In most circumstances, the law prohibits leaving a spouse completely out of a will. In states that follow a community property system (Arizona, California, Idaho, Louisiana, Nevada, New Mexico, Texas, Washington,Wisconsin, and Alaska) each spouse automatically owns half of what they both earned during the marriage unless they have a written agreement to the contrary. As a result, either spouse can do what he or she likes with his or her half-share of the community property and his or her separate property. Everywhere else, while there is no rule that property acquired during marriage is automatically owned by both spouses, most states give a surviving spouse the right to claim either 1/3 to Ĺ (depending on the jurisdiction) of the deceased spouse's estate in order to prevent anyone from becoming disinherited. This is true regardless of the terms of the will, and usually in spite of them. These provisions of law apply only if a surviving spouse petitions the court for his or her share per the statute. If he or she does not object to receiving less, the will is honored and the decedent's last wishes will be carried out as instructed.

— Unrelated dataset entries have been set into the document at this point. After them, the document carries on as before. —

use crate::regions::{Region, REGIONS};
use axum::Json;

/// GET /regions: the region → district → neighborhood picker table
pub async fn list_regions() -> Json<&'static [Region]> {
    Json(REGIONS)
}
use crate::models::Listing;
use chrono::{DateTime, Duration, Utc};
use serde::Serialize;
use std::collections::HashMap;

/// Length of each period compared by `price_change`
pub const CHANGE_WINDOW_DAYS: i64 = 30;

/// Per-district aggregate
#[derive(Debug, Clone, PartialEq, Serialize)]
#[serde(rename_all = "camelCase")]
pub struct RegionStats {
    /// Sent as `region` on the wire
    #[serde(rename = "region")]
    pub district: String,
    pub count: usize,
    pub average_price: u64,
    pub median_price: u64,
    /// Percent change of the average between the last two 30-day windows
    pub price_change: f64,
}

/// Group by district, in order of first appearance.
pub fn region_stats<'a>(
    listings: impl IntoIterator<Item = &'a Listing>,
    now: DateTime<Utc>,
) -> Vec<RegionStats> {
    let mut index: HashMap<&str, usize> = HashMap::new();
    let mut groups: Vec<(&str, Vec<&Listing>)> = Vec::new();

    for listing in listings {
        let slot = *index.entry(listing.district.as_str()).or_insert_with(|| {
            groups.push((listing.district.as_str(), Vec::new()));
            groups.len() - 1
        });
        groups[slot].1.push(listing);
    }

    groups
        .into_iter()
        .map(|(district, members)| {
            let mut amounts: Vec<u64> = members.iter().map(|l| l.headline_amount()).collect();
            amounts.sort_unstable();

            RegionStats {
                district: district.to_string(),
                count: amounts.len(),
                average_price: mean(&amounts),
                median_price: median(&amounts),
                price_change: price_change(&members, now),
            }
        })
        .collect()
}

fn mean(amounts: &[u64]) -> u64 {
    if amounts.is_empty() {
        return 0;
    }
    let total: u128 = amounts.iter().map(|&a| u128::from(a)).sum();
    (total / amounts.len() as u128) as u64
}

/// Expects `sorted` in ascending order
fn median(sorted: &[u64]) -> u64 {
    let n = sorted.len();
    match n {
        0 => 0,
        _ if n % 2 == 1 => sorted[n / 2],
        _ => ((u128::from(sorted[n / 2 - 1]) + u128::from(sorted[n / 2])) / 2) as u64,
    }
}

fn price_change(members: &[&Listing], now: DateTime<Utc>) -> f64 {
    let window = Duration::days(CHANGE_WINDOW_DAYS);
    let recent_start = now - window;
    let previous_start = recent_start - window;

    let in_window = |start: DateTime<Utc>, end: DateTime<Utc>| -> Vec<u64> {
        members
            .iter()
            .filter(|l| l.created_at > start && l.created_at <= end)
            .map(|l| l.headline_amount())
            .collect()
    };

    let recent = in_window(recent_start, now);
    let previous = in_window(previous_start, recent_start);
    if recent.is_empty() || previous.is_empty() {
        return 0.0;
    }

    let average = |amounts: &[u64]| amounts.iter().map(|&a| a as f64).sum::<f64>() / amounts.len() as f64;
    let previous_average = average(&previous);
    if previous_average == 0.0 {
        return 0.0;
    }
    (average(&recent) - previous_average) / previous_average * 100.0
}
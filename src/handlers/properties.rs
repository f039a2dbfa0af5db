use super::params::FilterParams;
use crate::error::ApiError;
use crate::regions;
use crate::AppState;
use axum::{
    extract::{Path, Query, State},
    response::{IntoResponse, Response},
    Json,
};
use std::sync::Arc;

/// GET /properties: listings matching the query-string filter, in store order
pub async fn list_properties(
    State(state): State<Arc<AppState>>,
    Query(params): Query<FilterParams>,
) -> Result<Response, ApiError> {
    let spec = params.to_filter()?;
    let listings = state.store.query(&spec);

    tracing::info!(
        "Query matched {} of {} listings",
        listings.len(),
        state.store.len()
    );

    Ok(Json(listings).into_response())
}

/// GET /properties/:id
pub async fn get_property(
    State(state): State<Arc<AppState>>,
    Path(id): Path<String>,
) -> Result<Response, ApiError> {
    match state.store.find_by_id(&id) {
        Some(listing) => Ok(Json(listing).into_response()),
        None => Err(ApiError::NotFound(id)),
    }
}

/// GET /districts/:district/properties: every listing in one district, unfiltered.
/// Districts outside the region table are a 404; a known district with no
/// listings is an empty array.
pub async fn list_by_district(
    State(state): State<Arc<AppState>>,
    Path(name): Path<String>,
) -> Result<Response, ApiError> {
    let Some((region, district)) = regions::find_district(&name) else {
        return Err(ApiError::UnknownDistrict(name));
    };

    let listings = state.store.by_district(district.name);
    tracing::info!("{} listings in {} {}", listings.len(), region.name, district.name);
    Ok(Json(listings).into_response())
}
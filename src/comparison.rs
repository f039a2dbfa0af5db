use crate::models::Listing;
use serde::Serialize;

pub const MAX_COMPARISON: usize = 4;

/// Listings picked for side-by-side comparison: at most four, no repeats.
#[derive(Debug, Default, Serialize)]
#[serde(transparent)]
pub struct Comparison<'a> {
    listings: Vec<&'a Listing>,
}

impl<'a> Comparison<'a> {
    pub fn new() -> Self {
        Self::default()
    }

    /// Returns false when the listing is already present or the set is full
    pub fn add(&mut self, listing: &'a Listing) -> bool {
        if self.contains(&listing.id) || self.is_full() {
            return false;
        }
        self.listings.push(listing);
        true
    }

    pub fn contains(&self, id: &str) -> bool {
        self.listings.iter().any(|l| l.id == id)
    }

    pub fn is_full(&self) -> bool {
        self.listings.len() >= MAX_COMPARISON
    }
}
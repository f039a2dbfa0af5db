use crate::comparison::Comparison;
use crate::AppState;
use axum::{
    extract::{Query, State},
    response::{IntoResponse, Response},
    Json,
};
use serde::Deserialize;
use std::sync::Arc;

#[derive(Debug, Deserialize)]
pub struct CompareParams {
    /// Comma-separated listing ids
    pub ids: Option<String>,
}

/// GET /compare?ids=a,b: up to four distinct listings in request order.
/// Unknown ids are skipped rather than failing the whole comparison.
pub async fn compare(
    State(state): State<Arc<AppState>>,
    Query(params): Query<CompareParams>,
) -> Response {
    let mut comparison = Comparison::new();

    let ids = params.ids.unwrap_or_default();
    for id in ids.split(',').map(str::trim).filter(|s| !s.is_empty()) {
        if comparison.is_full() {
            break;
        }
        match state.store.find_by_id(id) {
            Some(listing) => {
                comparison.add(listing);
            }
            None => tracing::debug!("Skipping unknown listing {} in comparison", id),
        }
    }

    Json(&comparison).into_response()
}
use super::params::FilterParams;
use crate::error::ApiError;
use crate::export;
use crate::AppState;
use anyhow::Context;
use axum::{
    extract::{Query, State},
    http::{header, HeaderValue},
    response::{IntoResponse, Response},
};
use serde::Deserialize;
use std::sync::Arc;

#[derive(Debug, Deserialize)]
pub struct ExportParams {
    #[serde(flatten)]
    pub filter: FilterParams,
    pub filename: Option<String>,
}

/// GET /export: the filtered collection as a CSV download
pub async fn export_csv(
    State(state): State<Arc<AppState>>,
    Query(params): Query<ExportParams>,
) -> Result<Response, ApiError> {
    let spec = params.filter.to_filter()?;
    let listings = state.store.query(&spec);
    let filename = export::export_filename(params.filename.as_deref());

    let disposition = HeaderValue::from_str(&export::content_disposition(&filename))
        .context("Failed to build Content-Disposition header")?;

    tracing::info!("Exporting {} listings as {}", listings.len(), filename);

    Ok((
        [
            (header::CONTENT_TYPE, HeaderValue::from_static("text/csv; charset=utf-8")),
            (header::CONTENT_DISPOSITION, disposition),
        ],
        export::to_csv(listings.iter().copied()),
    )
        .into_response())
}
pub mod listing;
pub mod filter;

#[cfg(test)]
pub mod fixtures;

pub use listing::{Deal, Direction, Listing, ParseError, PropertyType, TransactionType};
pub use filter::{matches, FilterSpec, Range};
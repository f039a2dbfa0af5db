use crate::models::{Deal, Direction, Listing, PropertyType, TransactionType};
use crate::regions;
use chrono::{DateTime, Duration, Utc};

const LISTING_WINDOW_DAYS: i64 = 90;
const STREETS: &[&str] = &["대로", "로", "길"];

/// Procedurally generate `count` listings.
///
/// All randomness comes from `rng`, and creation times are spread over the
/// 90 days before `now`, so a seeded rng and a fixed `now` reproduce the same
/// collection.
pub fn generate_listings(count: usize, rng: &mut fastrand::Rng, now: DateTime<Utc>) -> Vec<Listing> {
    let districts: Vec<_> = regions::all_districts().collect();

    (1..=count)
        .map(|n| {
            let (region, district) = districts[rng.usize(..districts.len())];
            let neighborhood = district.neighborhoods[rng.usize(..district.neighborhoods.len())];

            let property_type = PropertyType::ALL[rng.usize(..PropertyType::ALL.len())];
            let transaction_type = TransactionType::ALL[rng.usize(..TransactionType::ALL.len())];
            let area = 20 + rng.u32(..150);
            let floor = rng.u32(1..=20);
            let total_floors = floor + rng.u32(..10);
            let street = STREETS[rng.usize(..STREETS.len())];

            Listing {
                id: format!("prop-{:04}", n),
                name: format!("{} {} {}㎡", neighborhood, property_type.label(), area),
                property_type,
                deal: generate_deal(transaction_type, rng),
                area: f64::from(area),
                region: region.name.to_string(),
                district: district.name.to_string(),
                neighborhood: neighborhood.to_string(),
                address: format!(
                    "{} {} {}{} {}",
                    region.name,
                    district.name,
                    neighborhood,
                    street,
                    rng.u32(1..1000)
                ),
                build_year: 1990 + rng.i32(0..34),
                floor,
                total_floors,
                direction: Direction::ALL[rng.usize(..Direction::ALL.len())],
                parking: rng.f64() > 0.3,
                elevator: total_floors > 4,
                created_at: now - Duration::milliseconds(rng.i64(0..LISTING_WINDOW_DAYS * 24 * 60 * 60 * 1000)),
            }
        })
        .collect()
}

fn generate_deal(transaction_type: TransactionType, rng: &mut fastrand::Rng) -> Deal {
    match transaction_type {
        // 1억 ~ 30억
        TransactionType::Sale => Deal::Sale {
            price: 100_000_000 + rng.u64(..2_900_000_000),
        },
        // 5억 ~ 15억
        TransactionType::Jeonse => Deal::Jeonse {
            price: 500_000_000 + rng.u64(..1_000_000_000),
        },
        // deposit 1억 ~ 5억, rent 300만 ~ 370만
        TransactionType::Monthly => Deal::Monthly {
            deposit: 100_000_000 + rng.u64(..400_000_000),
            monthly_rent: 3_000_000 + rng.u64(..700_000),
        },
    }
}
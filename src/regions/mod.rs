mod data;

pub use data::REGIONS;

use once_cell::sync::Lazy;
use serde::Serialize;
use std::collections::HashMap;

/// A 시/도 and its districts
#[derive(Debug, Serialize)]
pub struct Region {
    pub name: &'static str,
    pub districts: &'static [District],
}

/// A 구/시 and its neighborhoods
#[derive(Debug, Serialize)]
pub struct District {
    pub name: &'static str,
    pub neighborhoods: &'static [&'static str],
}

// District name -> owning region, built on first lookup
static DISTRICT_INDEX: Lazy<HashMap<&'static str, (&'static Region, &'static District)>> =
    Lazy::new(|| {
        REGIONS
            .iter()
            .flat_map(|region| region.districts.iter().map(move |d| (d.name, (region, d))))
            .collect()
    });

/// Look up a district and the region it belongs to
pub fn find_district(name: &str) -> Option<(&'static Region, &'static District)> {
    DISTRICT_INDEX.get(name).copied()
}

/// Every (region, district) pair, in table order
pub fn all_districts() -> impl Iterator<Item = (&'static Region, &'static District)> {
    REGIONS
        .iter()
        .flat_map(|region| region.districts.iter().map(move |d| (region, d)))
}
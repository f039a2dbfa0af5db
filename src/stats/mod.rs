//! Aggregates over a (usually filtered) listing collection.
//!
//! Everything here is a pure function of its inputs; amounts are headline
//! amounts (price, or deposit for monthly deals).

pub mod distribution;
pub mod history;
pub mod region;
pub mod summary;

pub use distribution::{price_distribution, BracketShare};
pub use history::{price_history, PricePoint};
pub use region::{region_stats, RegionStats};
pub use summary::{summarize, SummaryStats};
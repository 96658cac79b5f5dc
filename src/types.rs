//! Core domain types shared by the service, the store and the web layer.

use crate::error::PredictError;
use crate::features::FeatureVector;
use chrono::{DateTime, Utc};
use serde::{Deserialize, Serialize};
use std::fmt;

/// Row identifier assigned by the store.
pub type RecordId = i64;

/// Binary classifier output.
#[derive(Debug, Clone, Copy, PartialEq, Eq, Hash, Serialize, Deserialize)]
#[serde(into = "u8", try_from = "u8")]
pub enum Label {
    /// 0
    Benign,
    /// 1
    Malignant,
}

impl Label {
    /// Integer stored in the `prediction` column.
    pub fn as_i64(self) -> i64 {
        match self {
            Label::Benign => 0,
            Label::Malignant => 1,
        }
    }

    /// Human-readable name.
    pub fn name(self) -> &'static str {
        match self {
            Label::Benign => "Benign",
            Label::Malignant => "Malignant",
        }
    }
}

impl fmt::Display for Label {
    fn fmt(&self, f: &mut fmt::Formatter<'_>) -> fmt::Result {
        f.write_str(self.name())
    }
}

impl From<Label> for u8 {
    fn from(label: Label) -> Self {
        label.as_i64() as u8
    }
}

impl TryFrom<u8> for Label {
    type Error = String;

    fn try_from(value: u8) -> std::result::Result<Self, Self::Error> {
        Label::try_from(i64::from(value)).map_err(|e| e.to_string())
    }
}

impl TryFrom<i64> for Label {
    type Error = PredictError;

    fn try_from(value: i64) -> std::result::Result<Self, Self::Error> {
        match value {
            0 => Ok(Label::Benign),
            1 => Ok(Label::Malignant),
            other => Err(PredictError::Prediction(format!(
                "label must be 0 or 1, got {}",
                other
            ))),
        }
    }
}

/// A prediction about to be persisted. Id and timestamp come from the store.
#[derive(Debug, Clone, PartialEq)]
pub struct NewPrediction {
    pub username: String,
    pub label: Label,
    /// Raw submitted values, never the scaled ones.
    pub features: FeatureVector,
}

/// One stored row of the prediction history.
#[derive(Debug, Clone, PartialEq, Serialize)]
pub struct PredictionRecord {
    pub id: RecordId,
    pub username: String,
    pub timestamp: DateTime<Utc>,
    #[serde(rename = "prediction")]
    pub label: Label,
    pub features: FeatureVector,
}

impl PredictionRecord {
    /// Human-readable label name, for listings.
    pub fn label_name(&self) -> &'static str {
        self.label.name()
    }
}
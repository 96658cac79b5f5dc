// Test fixtures and data generators for integration tests

use oncopredict::compute::{DecisionFunction, ModelArtifact};
use oncopredict::FEATURE_COUNT;
use rand::distributions::Alphanumeric;
use rand::rngs::StdRng;
use rand::{Rng, SeedableRng};

/// Mean radius above which the fixture artifact answers malignant.
pub const RADIUS_THRESHOLD: f64 = 15.0;

/// Logistic regression that looks only at mean radius:
/// malignant when `mean radius > RADIUS_THRESHOLD`.
pub fn radius_threshold_artifact() -> ModelArtifact {
    let mut coefficients = vec![0.0; FEATURE_COUNT];
    coefficients[0] = 1.0;
    ModelArtifact::new(DecisionFunction::LogisticRegression {
        coefficients,
        intercept: -RADIUS_THRESHOLD,
        threshold: 0.5,
    })
    .with_name("radius-threshold")
}

/// Comma-joined features with the given mean radius and 1.0 everywhere else.
pub fn features_with_radius(radius: f64) -> String {
    std::iter::once(radius)
        .chain(std::iter::repeat(1.0).take(FEATURE_COUNT - 1))
        .map(|v| v.to_string())
        .collect::<Vec<_>>()
        .join(",")
}

/// A clearly benign submission for the fixture artifact.
pub fn benign_features() -> String {
    features_with_radius(10.0)
}

/// A clearly malignant submission for the fixture artifact.
pub fn malignant_features() -> String {
    features_with_radius(20.0)
}

/// Deterministic random data generator for reproducible tests
pub struct TestDataGenerator {
    rng: StdRng,
}

impl TestDataGenerator {
    /// Creates a new generator with a fixed seed for reproducibility
    pub fn new(seed: u64) -> Self {
        Self {
            rng: StdRng::seed_from_u64(seed),
        }
    }

    /// Thirty measurements in a plausible positive range
    pub fn feature_values(&mut self) -> Vec<f64> {
        (0..FEATURE_COUNT)
            .map(|_| (self.rng.gen_range(0.0..30.0) * 1000.0_f64).round() / 1000.0)
            .collect()
    }

    /// Random values joined the way the entry form sends them
    pub fn feature_csv(&mut self) -> String {
        self.feature_values()
            .iter()
            .map(|v| v.to_string())
            .collect::<Vec<_>>()
            .join(",")
    }

    /// Generates a random user name of specified length
    pub fn username(&mut self, len: usize) -> String {
        (&mut self.rng)
            .sample_iter(&Alphanumeric)
            .take(len)
            .map(char::from)
            .collect()
    }
}

impl Default for TestDataGenerator {
    fn default() -> Self {
        Self::new(42)
    }
}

Most states grant no rights at all to children to inherit from their parents. However, in a few circumstances children may be entitled to claim a share of a deceased parent's property. Most states also have laws to protect against accidental disinheritance. That is, if a will predates the birth of a child and leaves property to the child's siblings but the will was never revised after the child's birth, the law presumes the parent did not intend to omit the newest child, giving that child certain rights to inherit. In some jurisdictions, these laws can apply not only to direct children, but also to any grandchildren of a child who has died. If one wishes to disinherit a child or grandchild, the will should clearly state this intention or else that survivor may have a legal basis for challenging the will.
For more information about Inheritance Laws, you may review the materials found below. Also, given the obviously complex nature of these laws and the ways they interact with other areas of estate planning, it may be wise to consult with an attorney before preparing a will, claiming an inheritance through court proceedings, or opening any other actions in probate. You can find a list of attorneys in your area who focus their practices on estate law by visiting the Law Firms page of our website.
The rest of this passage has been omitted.